Directions for this task: From the entries that follow, gather each line holding the word "process".

##### Material supplied

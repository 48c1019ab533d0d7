//! Stepwise terminal search demo.
//!
//! Run: cargo run --bin search -- --method astar --animate
//!
//! Without `--map` a random map is generated; `--seed` makes it repeatable.

use std::path::PathBuf;
use std::time::Duration;

use clap::Parser;
use gridseek_core::{GridMap, Point, maptext};
use gridseek_demos::{HEIGHT, Layer, WIDTH, random_map, render};
use gridseek_paths::{Method, Search, SearchEngine, SearchStatus};
use rand::SeedableRng;
use rand::rngs::SmallRng;

#[derive(Parser)]
#[command(about = "Watch BFS, greedy and A* searches expand over a grid")]
struct Options {
    /// Bordered map file: one border line, then rows where `1` is a wall.
    #[arg(long)]
    map: Option<PathBuf>,
    /// Map width in cells.
    #[arg(long, default_value_t = WIDTH)]
    width: i32,
    /// Map height in cells.
    #[arg(long, default_value_t = HEIGHT)]
    height: i32,
    /// Search strategy: bfs, dfs or astar.
    #[arg(long, default_value_t = Method::Bfs)]
    method: Method,
    /// Start cell as X,Y (defaults to the top-left corner).
    #[arg(long)]
    start: Option<Point>,
    /// Target cell as X,Y (defaults to the bottom-right corner).
    #[arg(long)]
    target: Option<Point>,
    /// Seed for the random map.
    #[arg(long)]
    seed: Option<u64>,
    /// Wall percentage for the random map.
    #[arg(long, default_value_t = 25)]
    wall_pct: u32,
    /// Print the grid after every expansion.
    #[arg(long)]
    animate: bool,
    /// Pause between animation frames, in milliseconds.
    #[arg(long, default_value_t = 50)]
    delay_ms: u64,
    /// Stop after this many expansions.
    #[arg(long)]
    max_steps: Option<usize>,
    /// Show A* estimates (g + h) instead of distances.
    #[arg(long)]
    estimates: bool,
}

fn load_map(opts: &Options) -> Result<GridMap, Box<dyn std::error::Error>> {
    let mut map = match &opts.map {
        Some(path) => {
            let text = std::fs::read_to_string(path)?;
            maptext::parse_bordered(&text, opts.width, opts.height)
        }
        None => {
            let mut rng = match opts.seed {
                Some(seed) => SmallRng::seed_from_u64(seed),
                None => rand::make_rng::<SmallRng>(),
            };
            random_map(&mut rng, opts.width, opts.height, opts.wall_pct)
        }
    };
    let start = opts.start.unwrap_or(Point::ZERO);
    let target = opts
        .target
        .unwrap_or(Point::new(opts.width - 1, opts.height - 1));
    // Picking a cell claims it even if it was a wall.
    for p in [start, target] {
        map.set_wall(p, false)?;
    }
    map.set_start(start)?;
    map.set_target(target)?;
    Ok(map)
}

fn run(opts: &Options) -> Result<SearchStatus, Box<dyn std::error::Error>> {
    let map = load_map(opts)?;
    let layer = if opts.estimates {
        Layer::Estimate
    } else {
        Layer::Steps
    };
    let mut engine = SearchEngine::new(&map, opts.method);

    let status = if opts.animate {
        loop {
            let status = engine.advance()?;
            print!("\x1b[2J\x1b[H");
            println!(
                "{} | step {} | frontier {}",
                opts.method,
                engine.expansions(),
                engine.frontier().len()
            );
            print!("{}", render(&map, &engine, None, layer));
            let out_of_budget = opts.max_steps.is_some_and(|l| engine.expansions() >= l);
            if status.is_terminal() || out_of_budget {
                break status;
            }
            std::thread::sleep(Duration::from_millis(opts.delay_ms));
        }
    } else {
        engine.run(opts.max_steps)?
    };

    let path = engine.reconstruct_path()?;
    println!();
    print!("{}", render(&map, &engine, path.as_deref(), layer));
    match &path {
        Some(path) => println!(
            "{}: found a path of {} steps after {} expansions",
            opts.method,
            path.len() - 1,
            engine.expansions()
        ),
        None => println!(
            "{}: {} after {} expansions",
            opts.method,
            status,
            engine.expansions()
        ),
    }
    Ok(status)
}

fn main() {
    let opts = Options::parse();
    match run(&opts) {
        Ok(SearchStatus::Found) => {}
        Ok(_) => std::process::exit(1),
        Err(e) => {
            eprintln!("Error: {e}");
            std::process::exit(1);
        }
    }
}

##########

Solution below:
        Ok(_) => std::process::exit(1),
            std::process::exit(1);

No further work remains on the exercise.